The only thing you have to decide is if the particular model fits your price range, sound quality and functionality.


----------



## jasper1605 (Oct 7, 2011)

rickss69 said:


> Half-helmet worn at all times. Something like these might work:
> http://www.amazon.com/dp/B004XFSPPK/?tag=tec06d-20
> 
> http://www.amazon.com/dp/B004XFSLH2/?tag=tec06d-20
> ...



+1 for full-time helmets!  I'm sporting a full face arai profile for mine haha.  of the three on the list I would scratch the sony's from it.  That plastic bar near the buds looks like it would crush into your temple and cause cerebral hemorrhaging when you put a helmet on haha.  

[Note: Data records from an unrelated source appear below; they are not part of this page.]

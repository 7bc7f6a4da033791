//! Business logic services for the application layer.

pub mod listing_service;
pub mod submission_service;

pub use listing_service::{ListingFetch, ListingService};
pub use submission_service::SubmissionService;
//! DTOs for health check endpoint.

use serde::Serialize;

/// Health check response with component status.
#[derive(Debug, Serialize)]
pub struct HealthResponse {
    pub status: String,
    pub version: String,
    pub checks: HealthChecks,
}

/// Health status for each system component.
#[derive(Debug, Serialize)]
pub struct HealthChecks {
    pub record_store: CheckStatus,
    pub submission_ledger: CheckStatus,
}

/// Individual component health status.
#[derive(Debug, Serialize)]
pub struct CheckStatus {
    pub status: String,

    #[serde(skip_serializing_if = "Option::is_none")]
    pub message: Option<String>,
}

impl CheckStatus {
    pub fn ok(message: impl Into<String>) -> Self {
        Self {
            status: "ok".to_string(),
            message: Some(message.into()),
        }
    }

    pub fn error(message: impl Into<String>) -> Self {
        Self {
            status: "error".to_string(),
            message: Some(message.into()),
        }
    }

    pub fn is_ok(&self) -> bool {
        self.status == "ok"
    }
}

I've not heard of maxwell, but it looks like either or those 2 models would work


----------



## Funtoss (Oct 7, 2011)

V moda crossfade!


----------



## Deleted member 74752 (Oct 7, 2011)

Just ordered the Phillip's set...will see how they fare under the Harley's weight.


----------



## jasper1605 (Oct 7, 2011)

keep us posted as to how they work for ya!


----------



## AhokZYashA (Oct 7, 2011)

im pretty sure, this is very comfortable, and wont get caught inside a helmet.


----------



## Deleted member 74752 (Oct 7, 2011)

Around the ear would bother me...ears not inside my half-helmet anyway.


----------



## AhokZYashA (Oct 7, 2011)

okay, get something like the Sennheiser CX200 or the Creative EP630
both are quite cheap and sounds great


----------



## Deleted member 74752 (Oct 7, 2011)

^ See post # 12...


----------



## AhokZYashA (Oct 7, 2011)

oh, didnt see that.
well, congrats on the purchase,


----------